Collected data
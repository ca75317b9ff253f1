// Excel ingestion (calamine) and report export (rust_xlsxwriter)

use std::path::Path;

use calamine::{open_workbook_auto, Data, Reader};
use rust_xlsxwriter::{Format, Workbook, Worksheet};

use bookmatch_recon::bucket::{self, SHEET_COLUMNS};
use bookmatch_recon::model::ReconReport;
use bookmatch_recon::RawTable;

use crate::error::IoError;

// ---------------------------------------------------------------------------
// Ingestion
// ---------------------------------------------------------------------------

/// Read the first worksheet of a workbook into a table. The first non-empty
/// row becomes the header; cells are stringified the way they display.
pub fn read_table(path: &Path) -> Result<RawTable, IoError> {
    let mut workbook = open_workbook_auto(path)
        .map_err(|e| IoError::Xlsx(format!("{}: {e}", path.display())))?;

    let sheet_names = workbook.sheet_names().to_vec();
    let first = sheet_names
        .first()
        .ok_or_else(|| IoError::Empty(format!("{}: workbook has no sheets", path.display())))?;

    let range = workbook
        .worksheet_range(first)
        .map_err(|e| IoError::Xlsx(format!("sheet '{first}': {e}")))?;

    let mut rows = range
        .rows()
        .map(|r| r.iter().map(cell_to_string).collect::<Vec<String>>())
        .skip_while(|r| r.iter().all(String::is_empty));

    let headers = rows
        .next()
        .ok_or_else(|| IoError::Empty(format!("sheet '{first}' has no header row")))?;

    let mut table = RawTable::new(headers);
    for row in rows {
        if row.iter().all(String::is_empty) {
            continue;
        }
        table.rows.push(row);
    }

    Ok(table)
}

fn cell_to_string(cell: &Data) -> String {
    match cell {
        Data::Empty => String::new(),
        Data::String(s) => s.clone(),
        // Excel stores most numbers as floats; keep integers free of ".0"
        Data::Float(f) => {
            if f.fract() == 0.0 && f.abs() < 1e15 {
                format!("{}", *f as i64)
            } else {
                f.to_string()
            }
        }
        Data::Int(i) => i.to_string(),
        Data::Bool(b) => if *b { "TRUE" } else { "FALSE" }.to_string(),
        Data::Error(e) => format!("#{e:?}"),
        Data::DateTime(dt) => dt.as_f64().to_string(),
        Data::DateTimeIso(s) | Data::DurationIso(s) => s.clone(),
    }
}

// ---------------------------------------------------------------------------
// Report export
// ---------------------------------------------------------------------------

/// Write a report as a multi-sheet workbook: `Full_Recon` plus one sheet per
/// non-empty bucket plus `Suggested`. Amount columns are numeric cells with a
/// two-decimal format; missing sides stay blank.
pub fn write_report(report: &ReconReport, path: &Path) -> Result<(), IoError> {
    let mut workbook = Workbook::new();

    let header_format = Format::new().set_bold();
    let amount_format = Format::new().set_num_format("0.00");

    for sheet in bucket::sheets(report) {
        let worksheet = workbook
            .add_worksheet()
            .set_name(&sheet.name)
            .map_err(|e| IoError::Xlsx(format!("sheet '{}': {e}", sheet.name)))?;

        write_sheet(worksheet, &sheet.rows, &header_format, &amount_format)
            .map_err(|e| IoError::Xlsx(format!("sheet '{}': {e}", sheet.name)))?;
    }

    workbook
        .save(path)
        .map_err(|e| IoError::Xlsx(format!("{}: {e}", path.display())))?;
    Ok(())
}

fn write_sheet(
    worksheet: &mut Worksheet,
    rows: &[[String; 6]],
    header_format: &Format,
    amount_format: &Format,
) -> Result<(), rust_xlsxwriter::XlsxError> {
    for (col, name) in SHEET_COLUMNS.iter().enumerate() {
        worksheet.write_string_with_format(0, col as u16, *name, header_format)?;
    }

    for (i, row) in rows.iter().enumerate() {
        let r = (i + 1) as u32;
        worksheet.write_string(r, 0, &row[0])?;

        // As-per-Vendor, As-per-Books, Variance
        for col in 1..=3u16 {
            let cell = &row[col as usize];
            if cell.is_empty() {
                continue;
            }
            match cell.parse::<f64>() {
                Ok(value) => {
                    worksheet.write_number_with_format(r, col, value, amount_format)?;
                }
                Err(_) => {
                    worksheet.write_string(r, col, cell)?;
                }
            }
        }

        worksheet.write_string(r, 4, &row[4])?;
        if !row[5].is_empty() {
            worksheet.write_string(r, 5, &row[5])?;
        }
    }

    Ok(())
}

#[cfg(test)]
mod tests {
    use super::*;
    use bookmatch_recon::config::ReconConfig;
    use bookmatch_recon::engine::{run, ReconInput};
    use tempfile::tempdir;

    fn raw(headers: &[&str], rows: &[&[&str]]) -> RawTable {
        RawTable {
            headers: headers.iter().map(|s| s.to_string()).collect(),
            rows: rows
                .iter()
                .map(|r| r.iter().map(|s| s.to_string()).collect())
                .collect(),
        }
    }

    #[test]
    fn xlsx_ingestion_stringifies_cells() {
        let dir = tempdir().unwrap();
        let path = dir.path().join("vendor.xlsx");

        let mut workbook = Workbook::new();
        let ws = workbook.add_worksheet();
        ws.write_string(0, 0, "Invoice #").unwrap();
        ws.write_string(0, 1, "Amount").unwrap();
        ws.write_string(1, 0, "INV-001").unwrap();
        ws.write_number(1, 1, 100.0).unwrap();
        ws.write_number(2, 0, 42.0).unwrap();
        ws.write_number(2, 1, 19.99).unwrap();
        workbook.save(&path).unwrap();

        let table = read_table(&path).unwrap();
        assert_eq!(table.headers, vec!["Invoice #", "Amount"]);
        // Integral floats come back without ".0"
        assert_eq!(table.rows[0], vec!["INV-001", "100"]);
        assert_eq!(table.rows[1], vec!["42", "19.99"]);
    }

    #[test]
    fn report_export_round_trips_sheet_names_and_cells() {
        let vendor = raw(
            &["Invoice", "Amount"],
            &[&["1", "100.00"], &["2", "50.00"]],
        );
        let internal = raw(&["Invoice", "Amount"], &[&["1", "100.00"]]);
        let report = run(&ReconConfig::default(), &ReconInput { vendor, internal }).unwrap();

        let dir = tempdir().unwrap();
        let path = dir.path().join("report.xlsx");
        write_report(&report, &path).unwrap();

        let mut workbook = open_workbook_auto(&path).unwrap();
        let names = workbook.sheet_names().to_vec();
        assert_eq!(names, vec!["Full_Recon", "Matched", "Missing_in_Books"]);

        let full = workbook.worksheet_range("Full_Recon").unwrap();
        let header: Vec<String> = full.rows().next().unwrap().iter().map(cell_to_string).collect();
        assert_eq!(header, SHEET_COLUMNS);

        // Row for key "2": vendor amount numeric, books cell blank
        let row2: Vec<String> = full
            .rows()
            .find(|r| cell_to_string(&r[0]) == "2")
            .unwrap()
            .iter()
            .map(cell_to_string)
            .collect();
        assert_eq!(row2[1], "50");
        assert_eq!(row2[2], "");
        assert_eq!(row2[4], "Missing in Books");
    }
}
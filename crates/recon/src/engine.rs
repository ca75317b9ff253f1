use crate::bucket::summarize;
use crate::config::{ReconConfig, SignConvention};
use crate::error::ReconError;
use crate::matcher::join_records;
use crate::model::{
    NormalizedRecord, RawTable, ReconMeta, ReconReport, RowFault, Side,
};
use crate::normalize::{normalize_amount, normalize_identifier};
use crate::schema::resolve_columns;
use crate::suggest::attach_suggestions;

/// The two record sets of one run.
pub struct ReconInput {
    pub vendor: RawTable,
    pub internal: RawTable,
}

/// Run one reconciliation. Pure function of its inputs: no retained state,
/// no IO. Concurrent runs may share a `ReconConfig` as long as it is not
/// mutated mid-run.
pub fn run(config: &ReconConfig, input: &ReconInput) -> Result<ReconReport, ReconError> {
    let mut faults = Vec::new();

    let vendor = prepare_side(Side::Vendor, &input.vendor, config, &mut faults)?;
    let internal = prepare_side(Side::Internal, &input.internal, config, &mut faults)?;

    let mut rows = join_records(&vendor, &internal, config.tolerance.amount_minor);

    let vendor_pool = distinct_keys(&vendor);
    let internal_pool = distinct_keys(&internal);
    attach_suggestions(&mut rows, &vendor_pool, &internal_pool, &config.suggestion);

    let summary = summarize(&rows);

    Ok(ReconReport {
        meta: ReconMeta {
            config_name: config.name.clone(),
            engine_version: env!("CARGO_PKG_VERSION").to_string(),
            run_at: chrono::Utc::now().to_rfc3339(),
        },
        summary,
        rows,
        faults,
    })
}

/// Resolve columns and normalize every row of one side. Rows with degenerate
/// keys are excluded (with a fault); unparseable amounts become zero-value
/// transactions (with a fault).
fn prepare_side(
    side: Side,
    table: &RawTable,
    config: &ReconConfig,
    faults: &mut Vec<RowFault>,
) -> Result<Vec<NormalizedRecord>, ReconError> {
    if table.rows.is_empty() {
        return Err(ReconError::EmptyTable { side });
    }

    let pick = resolve_columns(side, &table.headers, &config.schema)?;
    let sign = config.sides.get(side).sign;

    let mut records = Vec::with_capacity(table.rows.len());
    for (i, cells) in table.rows.iter().enumerate() {
        let row_no = i + 1;

        let raw_id = cells.get(pick.identifier).map(String::as_str).unwrap_or("");
        let canonical_key = normalize_identifier(raw_id);
        if canonical_key.is_empty() {
            faults.push(RowFault::EmptyKey { side, row: row_no });
            continue;
        }

        let raw_amount = cells.get(pick.amount).map(String::as_str).unwrap_or("");
        let amount_minor = match normalize_amount(raw_amount) {
            Some(v) => v,
            None => {
                faults.push(RowFault::AmountParse {
                    side,
                    row: row_no,
                    value: raw_amount.to_string(),
                });
                0
            }
        };
        let amount_minor = match sign {
            SignConvention::Raw => amount_minor,
            SignConvention::Absolute => amount_minor.abs(),
        };

        records.push(NormalizedRecord { canonical_key, amount_minor });
    }

    Ok(records)
}

/// Keys of one side in first-seen order — the candidate pool order the
/// suggestion tie-break is defined against.
fn distinct_keys(records: &[NormalizedRecord]) -> Vec<String> {
    let mut seen = std::collections::HashSet::new();
    let mut keys = Vec::new();
    for r in records {
        if seen.insert(r.canonical_key.as_str()) {
            keys.push(r.canonical_key.clone());
        }
    }
    keys
}
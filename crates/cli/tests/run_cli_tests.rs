// End-to-end tests for `bkm run` / `bkm validate`.
//
// These enforce the shell contract: exit codes, stderr summary, and the
// --json stdout contract (exactly one JSON value, nothing else).

use std::path::Path;
use std::process::{Command, Output};

fn bkm() -> Command {
    Command::new(env!("CARGO_BIN_EXE_bkm"))
}

fn write(path: &Path, content: &str) {
    std::fs::write(path, content).unwrap();
}

fn run_pair(dir: &Path, vendor: &str, internal: &str, extra: &[&str]) -> Output {
    let vendor_path = dir.join("vendor.csv");
    let internal_path = dir.join("internal.csv");
    write(&vendor_path, vendor);
    write(&internal_path, internal);

    bkm()
        .arg("run")
        .args(["--vendor", vendor_path.to_str().unwrap()])
        .args(["--internal", internal_path.to_str().unwrap()])
        .args(extra)
        .output()
        .unwrap()
}

#[test]
fn all_matched_exits_zero() {
    let dir = tempfile::tempdir().unwrap();
    let out = run_pair(
        dir.path(),
        "Invoice #,Amount\nINV-001,100.00\nINV-002,50.00\n",
        "Voucher Ref,Total\n1,100.00\n2,50.00\n",
        &[],
    );
    assert_eq!(out.status.code(), Some(0), "stderr: {}", String::from_utf8_lossy(&out.stderr));

    let stderr = String::from_utf8_lossy(&out.stderr);
    assert!(stderr.contains("2 matched"), "summary on stderr: {stderr}");
}

#[test]
fn exceptions_exit_one() {
    let dir = tempfile::tempdir().unwrap();
    let out = run_pair(
        dir.path(),
        "Invoice,Amount\n1,100.00\n",
        "Invoice,Amount\n1,90.00\n",
        &[],
    );
    assert_eq!(out.status.code(), Some(1));

    let stderr = String::from_utf8_lossy(&out.stderr);
    assert!(stderr.contains("1 amount mismatches"), "stderr: {stderr}");
}

#[test]
fn json_stdout_is_a_single_value() {
    let dir = tempfile::tempdir().unwrap();
    let out = run_pair(
        dir.path(),
        "Invoice,Amount\n1,100.00\n2,50.00\n",
        "Invoice,Amount\n1,100.00\n",
        &["--json"],
    );
    // Exceptions exist, but the JSON contract holds regardless of exit code
    assert_eq!(out.status.code(), Some(1));

    let stdout = String::from_utf8_lossy(&out.stdout);
    let value: serde_json::Value = serde_json::from_str(stdout.trim())
        .unwrap_or_else(|e| panic!("stdout must be valid JSON: {e}\n{stdout}"));

    assert_eq!(value["summary"]["total_rows"], 2);
    assert_eq!(value["summary"]["matched"], 1);
    assert_eq!(value["summary"]["missing_in_books"], 1);
    assert_eq!(value["rows"][0]["status"], "matched");
}

#[test]
fn schema_failure_exits_six_and_names_the_side() {
    let dir = tempfile::tempdir().unwrap();
    let out = run_pair(
        dir.path(),
        "Invoice,Amount\n1,100.00\n",
        "Date,Memo\nx,y\n",
        &[],
    );
    assert_eq!(out.status.code(), Some(6));

    let stderr = String::from_utf8_lossy(&out.stderr);
    assert!(stderr.contains("internal file"), "stderr: {stderr}");
    assert!(stderr.contains("hint:"), "schema errors come with a hint: {stderr}");
}

#[test]
fn signed_books_config_applies() {
    let dir = tempfile::tempdir().unwrap();
    let config_path = dir.path().join("recon.toml");
    write(&config_path, "[sides.internal]\nsign = \"absolute\"\n");

    let out = run_pair(
        dir.path(),
        "Invoice,Amount\nINV-001,$100.00\n",
        "Invoice,Amount\n1,-100.00\n",
        &["--config", config_path.to_str().unwrap()],
    );
    assert_eq!(out.status.code(), Some(0), "stderr: {}", String::from_utf8_lossy(&out.stderr));
}

#[test]
fn bad_config_exits_five() {
    let dir = tempfile::tempdir().unwrap();
    let config_path = dir.path().join("recon.toml");
    write(&config_path, "[suggestion]\nthreshold = 250\n");

    let out = run_pair(
        dir.path(),
        "Invoice,Amount\n1,1.00\n",
        "Invoice,Amount\n1,1.00\n",
        &["--config", config_path.to_str().unwrap()],
    );
    assert_eq!(out.status.code(), Some(5));
}

#[test]
fn export_writes_a_workbook() {
    let dir = tempfile::tempdir().unwrap();
    let export_path = dir.path().join("report.xlsx");

    let out = run_pair(
        dir.path(),
        "Invoice,Amount\n1,100.00\n",
        "Invoice,Amount\n1,100.00\n",
        &["--export", export_path.to_str().unwrap()],
    );
    assert_eq!(out.status.code(), Some(0));

    let bytes = std::fs::read(&export_path).unwrap();
    // XLSX is a zip container
    assert_eq!(&bytes[..2], b"PK");
}

#[test]
fn unparseable_amounts_warn_but_do_not_abort() {
    let dir = tempfile::tempdir().unwrap();
    let out = run_pair(
        dir.path(),
        "Invoice,Amount\n1,not-a-number\n",
        "Invoice,Amount\n1,0.00\n",
        &[],
    );
    // The malformed cell became 0.00 and matched
    assert_eq!(out.status.code(), Some(0));

    let stderr = String::from_utf8_lossy(&out.stderr);
    assert!(stderr.contains("warning: 1 amount cell(s)"), "stderr: {stderr}");
}

#[test]
fn validate_accepts_good_config() {
    let dir = tempfile::tempdir().unwrap();
    let config_path = dir.path().join("recon.toml");
    write(&config_path, "name = \"March close\"\n[tolerance]\namount_minor = 0\n");

    let out = bkm()
        .args(["validate", config_path.to_str().unwrap()])
        .output()
        .unwrap();
    assert_eq!(out.status.code(), Some(0));
    assert!(String::from_utf8_lossy(&out.stderr).contains("valid: 'March close'"));
}

#[test]
fn validate_rejects_bad_config() {
    let dir = tempfile::tempdir().unwrap();
    let config_path = dir.path().join("recon.toml");
    write(&config_path, "[schema]\namount_keywords = []\n");

    let out = bkm()
        .args(["validate", config_path.to_str().unwrap()])
        .output()
        .unwrap();
    assert_eq!(out.status.code(), Some(5));
}

#[test]
fn unknown_parse_template_is_a_usage_error() {
    let dir = tempfile::tempdir().unwrap();
    let pdf = dir.path().join("x.pdf");
    write(&pdf, "%PDF-1.4");

    let out = bkm()
        .args(["parse", "statement-pdf", "--template", "nope", "--file"])
        .arg(&pdf)
        .output()
        .unwrap();
    assert_eq!(out.status.code(), Some(2));
    assert!(String::from_utf8_lossy(&out.stderr).contains("Unknown template"));
}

What to do
Working through the entries above, copy every line in which "faults" is found.

Exercise solution
    let mut faults = Vec::new();
    let vendor = prepare_side(Side::Vendor, &input.vendor, config, &mut faults)?;
    let internal = prepare_side(Side::Internal, &input.internal, config, &mut faults)?;
        faults,
    faults: &mut Vec<RowFault>,
            faults.push(RowFault::EmptyKey { side, row: row_no });
                faults.push(RowFault::AmountParse {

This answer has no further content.